Activity> Give again the line that contains "pub const fn guard(&self)", plus every line after it to the end of the records, unchanged.

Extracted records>
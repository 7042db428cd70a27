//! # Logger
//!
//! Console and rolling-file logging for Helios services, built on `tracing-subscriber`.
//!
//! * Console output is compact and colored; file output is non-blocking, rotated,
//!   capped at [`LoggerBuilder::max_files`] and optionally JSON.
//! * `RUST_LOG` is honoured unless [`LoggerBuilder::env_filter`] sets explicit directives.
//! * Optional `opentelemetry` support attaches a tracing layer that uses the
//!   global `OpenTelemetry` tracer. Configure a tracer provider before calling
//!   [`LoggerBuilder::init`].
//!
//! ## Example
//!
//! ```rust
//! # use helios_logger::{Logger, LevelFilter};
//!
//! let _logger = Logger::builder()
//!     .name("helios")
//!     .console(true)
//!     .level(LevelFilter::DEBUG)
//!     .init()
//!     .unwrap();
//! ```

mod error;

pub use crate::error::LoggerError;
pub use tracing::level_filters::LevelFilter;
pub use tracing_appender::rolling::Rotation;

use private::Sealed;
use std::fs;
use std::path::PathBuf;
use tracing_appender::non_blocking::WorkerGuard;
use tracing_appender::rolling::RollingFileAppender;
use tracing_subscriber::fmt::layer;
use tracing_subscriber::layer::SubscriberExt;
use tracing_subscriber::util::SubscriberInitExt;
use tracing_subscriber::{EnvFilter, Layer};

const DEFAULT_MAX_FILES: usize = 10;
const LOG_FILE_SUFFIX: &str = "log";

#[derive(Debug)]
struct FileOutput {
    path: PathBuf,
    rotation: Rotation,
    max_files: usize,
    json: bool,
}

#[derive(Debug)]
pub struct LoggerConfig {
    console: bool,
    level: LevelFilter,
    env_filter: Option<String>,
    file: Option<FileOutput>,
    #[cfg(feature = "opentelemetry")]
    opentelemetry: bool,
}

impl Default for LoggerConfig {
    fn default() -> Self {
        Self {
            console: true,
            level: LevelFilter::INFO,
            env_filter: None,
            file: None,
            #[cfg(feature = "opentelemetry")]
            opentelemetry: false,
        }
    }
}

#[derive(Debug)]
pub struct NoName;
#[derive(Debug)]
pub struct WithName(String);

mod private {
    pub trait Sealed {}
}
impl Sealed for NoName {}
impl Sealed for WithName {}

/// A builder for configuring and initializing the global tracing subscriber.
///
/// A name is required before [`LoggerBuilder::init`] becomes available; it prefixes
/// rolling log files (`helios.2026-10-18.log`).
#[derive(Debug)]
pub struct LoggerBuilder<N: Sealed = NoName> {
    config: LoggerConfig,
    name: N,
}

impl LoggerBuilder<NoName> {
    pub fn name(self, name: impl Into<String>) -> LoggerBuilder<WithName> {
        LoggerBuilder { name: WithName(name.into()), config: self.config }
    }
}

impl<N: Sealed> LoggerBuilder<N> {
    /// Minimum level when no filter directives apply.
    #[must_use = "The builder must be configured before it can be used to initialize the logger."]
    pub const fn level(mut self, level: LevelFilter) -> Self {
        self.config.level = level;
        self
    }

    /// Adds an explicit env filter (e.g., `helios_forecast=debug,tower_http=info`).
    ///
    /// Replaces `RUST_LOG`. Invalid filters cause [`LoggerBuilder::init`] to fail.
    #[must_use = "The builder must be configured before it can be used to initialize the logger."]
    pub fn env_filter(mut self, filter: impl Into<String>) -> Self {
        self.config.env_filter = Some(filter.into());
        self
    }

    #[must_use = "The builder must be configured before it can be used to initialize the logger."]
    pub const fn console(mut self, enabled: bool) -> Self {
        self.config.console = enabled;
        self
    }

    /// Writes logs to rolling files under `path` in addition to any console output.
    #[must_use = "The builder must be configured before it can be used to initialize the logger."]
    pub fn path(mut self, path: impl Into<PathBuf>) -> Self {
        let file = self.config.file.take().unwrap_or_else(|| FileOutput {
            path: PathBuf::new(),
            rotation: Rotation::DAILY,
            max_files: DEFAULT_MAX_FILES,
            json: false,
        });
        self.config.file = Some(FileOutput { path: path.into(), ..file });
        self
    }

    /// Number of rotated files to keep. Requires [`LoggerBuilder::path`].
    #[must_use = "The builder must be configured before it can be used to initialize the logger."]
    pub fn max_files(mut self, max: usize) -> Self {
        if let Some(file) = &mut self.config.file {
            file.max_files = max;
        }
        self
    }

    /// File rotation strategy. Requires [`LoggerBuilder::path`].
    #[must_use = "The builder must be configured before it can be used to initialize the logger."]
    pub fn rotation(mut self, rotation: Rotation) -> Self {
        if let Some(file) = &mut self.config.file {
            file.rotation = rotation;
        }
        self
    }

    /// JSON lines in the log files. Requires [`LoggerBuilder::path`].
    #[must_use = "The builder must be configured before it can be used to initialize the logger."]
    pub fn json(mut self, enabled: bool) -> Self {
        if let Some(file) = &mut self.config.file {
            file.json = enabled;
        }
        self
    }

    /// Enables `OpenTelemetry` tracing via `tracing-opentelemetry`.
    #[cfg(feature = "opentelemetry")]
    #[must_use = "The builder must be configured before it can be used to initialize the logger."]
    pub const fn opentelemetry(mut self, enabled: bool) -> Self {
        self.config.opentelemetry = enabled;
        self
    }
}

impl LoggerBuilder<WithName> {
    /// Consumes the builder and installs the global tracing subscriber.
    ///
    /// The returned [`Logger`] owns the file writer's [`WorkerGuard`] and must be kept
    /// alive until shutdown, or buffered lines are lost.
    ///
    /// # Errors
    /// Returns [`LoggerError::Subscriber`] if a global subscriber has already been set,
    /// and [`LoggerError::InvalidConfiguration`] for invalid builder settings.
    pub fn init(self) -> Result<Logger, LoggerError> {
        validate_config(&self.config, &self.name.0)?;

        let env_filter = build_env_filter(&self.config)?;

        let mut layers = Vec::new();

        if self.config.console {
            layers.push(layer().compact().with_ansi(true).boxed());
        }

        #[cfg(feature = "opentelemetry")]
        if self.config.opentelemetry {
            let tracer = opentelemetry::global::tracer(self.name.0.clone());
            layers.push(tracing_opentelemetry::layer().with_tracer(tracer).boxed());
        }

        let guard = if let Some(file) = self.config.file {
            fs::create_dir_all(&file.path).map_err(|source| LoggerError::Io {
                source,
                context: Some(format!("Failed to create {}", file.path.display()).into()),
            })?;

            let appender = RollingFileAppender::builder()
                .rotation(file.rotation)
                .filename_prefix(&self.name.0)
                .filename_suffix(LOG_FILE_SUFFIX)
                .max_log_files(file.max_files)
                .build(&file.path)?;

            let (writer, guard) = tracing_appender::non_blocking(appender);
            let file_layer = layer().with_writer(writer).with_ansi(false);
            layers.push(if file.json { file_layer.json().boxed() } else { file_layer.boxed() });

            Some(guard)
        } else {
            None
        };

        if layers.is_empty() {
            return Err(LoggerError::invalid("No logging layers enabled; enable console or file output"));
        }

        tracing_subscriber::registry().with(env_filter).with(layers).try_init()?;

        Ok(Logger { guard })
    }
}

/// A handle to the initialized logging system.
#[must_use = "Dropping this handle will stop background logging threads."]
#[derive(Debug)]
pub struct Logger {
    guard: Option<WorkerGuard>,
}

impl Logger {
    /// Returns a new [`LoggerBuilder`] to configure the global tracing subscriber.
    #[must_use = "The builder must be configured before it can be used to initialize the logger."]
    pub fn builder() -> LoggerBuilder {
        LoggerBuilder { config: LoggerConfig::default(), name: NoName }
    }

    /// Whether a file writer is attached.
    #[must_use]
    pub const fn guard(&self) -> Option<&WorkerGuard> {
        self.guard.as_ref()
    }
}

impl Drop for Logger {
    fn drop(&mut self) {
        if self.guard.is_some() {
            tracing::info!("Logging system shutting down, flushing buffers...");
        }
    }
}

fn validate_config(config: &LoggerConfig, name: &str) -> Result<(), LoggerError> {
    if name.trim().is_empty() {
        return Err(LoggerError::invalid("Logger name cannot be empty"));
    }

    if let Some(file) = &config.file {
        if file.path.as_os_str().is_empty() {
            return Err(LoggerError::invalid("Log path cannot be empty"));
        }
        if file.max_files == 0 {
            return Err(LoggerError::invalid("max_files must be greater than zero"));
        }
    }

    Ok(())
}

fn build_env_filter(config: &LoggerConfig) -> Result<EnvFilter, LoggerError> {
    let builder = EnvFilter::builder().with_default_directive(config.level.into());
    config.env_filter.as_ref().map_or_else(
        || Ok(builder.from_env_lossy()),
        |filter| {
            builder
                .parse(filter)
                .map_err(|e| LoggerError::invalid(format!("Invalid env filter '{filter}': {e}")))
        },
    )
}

Task response>
    pub const fn guard(&self) -> Option<&WorkerGuard> {
        self.guard.as_ref()
    }
}

impl Drop for Logger {
    fn drop(&mut self) {
        if self.guard.is_some() {
            tracing::info!("Logging system shutting down, flushing buffers...");
        }
    }
}

fn validate_config(config: &LoggerConfig, name: &str) -> Result<(), LoggerError> {
    if name.trim().is_empty() {
        return Err(LoggerError::invalid("Logger name cannot be empty"));
    }

    if let Some(file) = &config.file {
        if file.path.as_os_str().is_empty() {
            return Err(LoggerError::invalid("Log path cannot be empty"));
        }
        if file.max_files == 0 {
            return Err(LoggerError::invalid("max_files must be greater than zero"));
        }
    }

    Ok(())
}

fn build_env_filter(config: &LoggerConfig) -> Result<EnvFilter, LoggerError> {
    let builder = EnvFilter::builder().with_default_directive(config.level.into());
    config.env_filter.as_ref().map_or_else(
        || Ok(builder.from_env_lossy()),
        |filter| {
            builder
                .parse(filter)
                .map_err(|e| LoggerError::invalid(format!("Invalid env filter '{filter}': {e}")))
        },
    )
}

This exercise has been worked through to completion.